## Your assignment
Each line below is to be set down again exactly.

## The data
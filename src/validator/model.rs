// src/validator/model.rs

use serde::{Deserialize, Serialize};

/// Represents a single JSON Web Key (JWK) as defined in RFC 7517.
///
/// Only the members needed to build an RS256 verification key are kept.
#[derive(Debug, Clone, Deserialize, Serialize)]
pub struct JsonWebKey {
    pub kid: Option<String>,
    pub kty: String,
    #[serde(rename = "use")]
    pub use_purpose: Option<String>,
    pub alg: Option<String>,
    pub n: Option<String>,
    pub e: Option<String>,
}

/// Represents a JSON Web Key Set (JWKS), which is a collection of JWKs.
#[derive(Debug, Clone, Default, Deserialize, Serialize)]
pub struct JsonWebKeySet {
    #[serde(default)]
    pub keys: Vec<JsonWebKey>,
}

/// The identity behind a successfully verified bearer token.
///
/// Lives for one request and is never persisted by the verifier.
#[derive(Debug, Clone, PartialEq, Serialize)]
pub struct VerifiedIdentity {
    /// The `sub` claim. Always non-empty.
    pub subject: String,
    /// The `email` claim when present, passed through unvalidated.
    pub email: Option<String>,
    /// Every claim of the verified payload.
    pub claims: serde_json::Map<String, serde_json::Value>,
}

impl VerifiedIdentity {
    /// Builds an identity from a verified claim set. Returns `None` when the
    /// subject is missing, not a string, or empty.
    pub fn from_claims(claims: serde_json::Map<String, serde_json::Value>) -> Option<Self> {
        let subject = claims
            .get("sub")
            .and_then(|v| v.as_str())
            .filter(|s| !s.is_empty())?
            .to_string();
        let email = claims.get("email").and_then(|v| v.as_str()).map(str::to_string);
        Some(Self { subject, email, claims })
    }
}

## Solution to this exercise
filename src/validator/model.rs
// src/validator/model.rs

use serde::{Deserialize, Serialize};

/// Represents a single JSON Web Key (JWK) as defined in RFC 7517.
///
/// Only the members needed to build an RS256 verification key are kept.
#[derive(Debug, Clone, Deserialize, Serialize)]
pub struct JsonWebKey {
    pub kid: Option<String>,
    pub kty: String,
    #[serde(rename = "use")]
    pub use_purpose: Option<String>,
    pub alg: Option<String>,
    pub n: Option<String>,
    pub e: Option<String>,
}

/// Represents a JSON Web Key Set (JWKS), which is a collection of JWKs.
#[derive(Debug, Clone, Default, Deserialize, Serialize)]
pub struct JsonWebKeySet {
    #[serde(default)]
    pub keys: Vec<JsonWebKey>,
}

/// The identity behind a successfully verified bearer token.
///
/// Lives for one request and is never persisted by the verifier.
#[derive(Debug, Clone, PartialEq, Serialize)]
pub struct VerifiedIdentity {
    /// The `sub` claim. Always non-empty.
    pub subject: String,
    /// The `email` claim when present, passed through unvalidated.
    pub email: Option<String>,
    /// Every claim of the verified payload.
    pub claims: serde_json::Map<String, serde_json::Value>,
}

impl VerifiedIdentity {
    /// Builds an identity from a verified claim set. Returns `None` when the
    /// subject is missing, not a string, or empty.
    pub fn from_claims(claims: serde_json::Map<String, serde_json::Value>) -> Option<Self> {
        let subject = claims
            .get("sub")
            .and_then(|v| v.as_str())
            .filter(|s| !s.is_empty())?
            .to_string();
        let email = claims.get("email").and_then(|v| v.as_str()).map(str::to_string);
        Some(Self { subject, email, claims })
    }
}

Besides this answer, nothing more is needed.